TO DO:
Please work out how many lines in the data below hold the word "readable", and state only the number.

Saved entries:
# # # #

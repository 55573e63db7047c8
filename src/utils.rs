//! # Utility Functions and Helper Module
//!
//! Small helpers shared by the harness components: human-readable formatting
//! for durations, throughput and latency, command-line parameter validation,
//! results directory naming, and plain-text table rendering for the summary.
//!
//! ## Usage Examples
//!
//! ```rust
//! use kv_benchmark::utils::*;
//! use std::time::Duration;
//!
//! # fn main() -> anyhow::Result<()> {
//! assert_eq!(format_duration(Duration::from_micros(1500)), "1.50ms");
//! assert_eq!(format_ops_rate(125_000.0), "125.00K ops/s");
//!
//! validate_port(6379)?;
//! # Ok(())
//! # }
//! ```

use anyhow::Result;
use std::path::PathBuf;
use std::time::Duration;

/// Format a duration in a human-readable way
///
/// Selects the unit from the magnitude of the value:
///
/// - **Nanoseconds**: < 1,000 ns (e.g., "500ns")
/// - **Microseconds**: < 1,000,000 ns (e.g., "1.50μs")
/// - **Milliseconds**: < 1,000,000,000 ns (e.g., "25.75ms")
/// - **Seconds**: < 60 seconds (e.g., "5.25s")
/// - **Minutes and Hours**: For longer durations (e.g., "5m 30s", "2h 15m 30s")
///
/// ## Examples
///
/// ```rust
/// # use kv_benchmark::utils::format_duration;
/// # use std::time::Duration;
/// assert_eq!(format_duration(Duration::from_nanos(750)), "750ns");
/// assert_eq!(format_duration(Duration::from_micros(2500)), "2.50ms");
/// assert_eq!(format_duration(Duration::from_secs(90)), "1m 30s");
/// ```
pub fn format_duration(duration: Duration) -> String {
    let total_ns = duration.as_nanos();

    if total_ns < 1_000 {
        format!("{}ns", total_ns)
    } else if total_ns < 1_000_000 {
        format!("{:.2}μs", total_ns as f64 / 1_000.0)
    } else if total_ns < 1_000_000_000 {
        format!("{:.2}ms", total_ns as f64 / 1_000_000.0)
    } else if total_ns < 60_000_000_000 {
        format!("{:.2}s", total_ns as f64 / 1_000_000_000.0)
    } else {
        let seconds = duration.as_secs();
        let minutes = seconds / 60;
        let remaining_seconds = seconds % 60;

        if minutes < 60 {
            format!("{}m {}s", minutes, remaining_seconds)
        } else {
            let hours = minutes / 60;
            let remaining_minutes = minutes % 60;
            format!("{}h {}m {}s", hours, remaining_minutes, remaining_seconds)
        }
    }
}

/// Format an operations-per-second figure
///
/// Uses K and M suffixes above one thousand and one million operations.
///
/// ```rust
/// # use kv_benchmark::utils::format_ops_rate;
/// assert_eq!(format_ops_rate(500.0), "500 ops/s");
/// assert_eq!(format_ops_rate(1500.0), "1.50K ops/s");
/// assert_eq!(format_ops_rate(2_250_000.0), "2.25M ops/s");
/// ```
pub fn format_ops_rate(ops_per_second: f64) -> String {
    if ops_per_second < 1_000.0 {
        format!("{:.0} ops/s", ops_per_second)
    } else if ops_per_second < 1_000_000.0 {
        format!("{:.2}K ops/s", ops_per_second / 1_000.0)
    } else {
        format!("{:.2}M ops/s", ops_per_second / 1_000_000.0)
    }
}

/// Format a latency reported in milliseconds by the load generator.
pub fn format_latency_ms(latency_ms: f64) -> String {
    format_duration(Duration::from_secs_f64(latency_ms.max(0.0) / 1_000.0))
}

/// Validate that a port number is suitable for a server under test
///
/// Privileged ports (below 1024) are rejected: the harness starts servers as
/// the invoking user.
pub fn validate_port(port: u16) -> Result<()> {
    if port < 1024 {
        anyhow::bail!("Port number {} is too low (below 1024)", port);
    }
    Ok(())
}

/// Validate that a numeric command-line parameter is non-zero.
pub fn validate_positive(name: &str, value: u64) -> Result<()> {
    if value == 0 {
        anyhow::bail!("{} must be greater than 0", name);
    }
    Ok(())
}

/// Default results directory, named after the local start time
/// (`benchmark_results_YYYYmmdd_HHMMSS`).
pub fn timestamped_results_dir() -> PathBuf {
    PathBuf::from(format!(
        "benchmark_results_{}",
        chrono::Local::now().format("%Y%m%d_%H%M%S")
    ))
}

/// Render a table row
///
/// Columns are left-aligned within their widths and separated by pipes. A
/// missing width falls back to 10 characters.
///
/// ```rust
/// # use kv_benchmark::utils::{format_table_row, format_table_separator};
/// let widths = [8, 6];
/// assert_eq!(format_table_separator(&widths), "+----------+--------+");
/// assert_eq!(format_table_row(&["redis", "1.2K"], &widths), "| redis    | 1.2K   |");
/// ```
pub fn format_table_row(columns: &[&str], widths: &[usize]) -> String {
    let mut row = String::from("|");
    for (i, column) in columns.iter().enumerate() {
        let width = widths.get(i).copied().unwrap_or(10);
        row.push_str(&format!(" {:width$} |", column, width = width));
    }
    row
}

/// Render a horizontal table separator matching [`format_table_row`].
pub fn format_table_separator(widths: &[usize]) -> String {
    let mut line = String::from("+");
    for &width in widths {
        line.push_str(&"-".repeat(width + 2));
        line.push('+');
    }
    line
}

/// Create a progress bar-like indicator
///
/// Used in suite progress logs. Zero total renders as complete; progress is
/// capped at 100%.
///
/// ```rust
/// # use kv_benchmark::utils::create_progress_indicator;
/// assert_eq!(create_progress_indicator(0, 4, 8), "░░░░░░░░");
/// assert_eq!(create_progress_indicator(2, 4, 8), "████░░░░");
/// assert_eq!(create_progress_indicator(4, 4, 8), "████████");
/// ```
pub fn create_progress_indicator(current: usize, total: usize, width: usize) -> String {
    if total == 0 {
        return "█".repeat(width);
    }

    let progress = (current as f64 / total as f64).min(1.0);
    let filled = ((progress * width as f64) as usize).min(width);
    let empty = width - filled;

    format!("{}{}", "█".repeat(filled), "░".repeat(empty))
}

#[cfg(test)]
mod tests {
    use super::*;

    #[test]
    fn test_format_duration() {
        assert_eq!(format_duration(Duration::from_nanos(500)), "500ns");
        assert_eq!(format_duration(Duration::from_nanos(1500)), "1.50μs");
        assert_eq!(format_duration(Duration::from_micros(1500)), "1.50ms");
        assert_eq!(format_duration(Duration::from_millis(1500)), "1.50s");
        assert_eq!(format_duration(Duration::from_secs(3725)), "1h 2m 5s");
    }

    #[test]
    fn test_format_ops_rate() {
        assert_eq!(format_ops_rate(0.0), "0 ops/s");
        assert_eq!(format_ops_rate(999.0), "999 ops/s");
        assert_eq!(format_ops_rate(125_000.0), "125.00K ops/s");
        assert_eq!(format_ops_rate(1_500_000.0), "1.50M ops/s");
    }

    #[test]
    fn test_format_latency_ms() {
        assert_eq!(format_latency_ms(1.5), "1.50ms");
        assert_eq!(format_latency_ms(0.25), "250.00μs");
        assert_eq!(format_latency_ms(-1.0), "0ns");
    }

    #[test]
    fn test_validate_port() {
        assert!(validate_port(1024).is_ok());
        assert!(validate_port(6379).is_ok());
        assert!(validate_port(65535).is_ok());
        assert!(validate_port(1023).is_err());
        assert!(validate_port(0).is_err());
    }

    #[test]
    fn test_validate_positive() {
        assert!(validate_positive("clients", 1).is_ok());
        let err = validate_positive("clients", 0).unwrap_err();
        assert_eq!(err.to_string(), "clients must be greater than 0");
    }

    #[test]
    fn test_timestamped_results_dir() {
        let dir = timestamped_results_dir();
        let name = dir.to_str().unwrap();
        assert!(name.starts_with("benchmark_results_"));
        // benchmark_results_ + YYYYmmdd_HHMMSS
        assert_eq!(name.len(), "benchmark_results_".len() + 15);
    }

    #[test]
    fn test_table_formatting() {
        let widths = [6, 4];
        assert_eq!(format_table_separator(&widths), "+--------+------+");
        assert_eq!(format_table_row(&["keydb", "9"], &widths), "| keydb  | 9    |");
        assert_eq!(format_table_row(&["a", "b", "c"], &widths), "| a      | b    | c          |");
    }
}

# # # #

ANSWER BOX:
2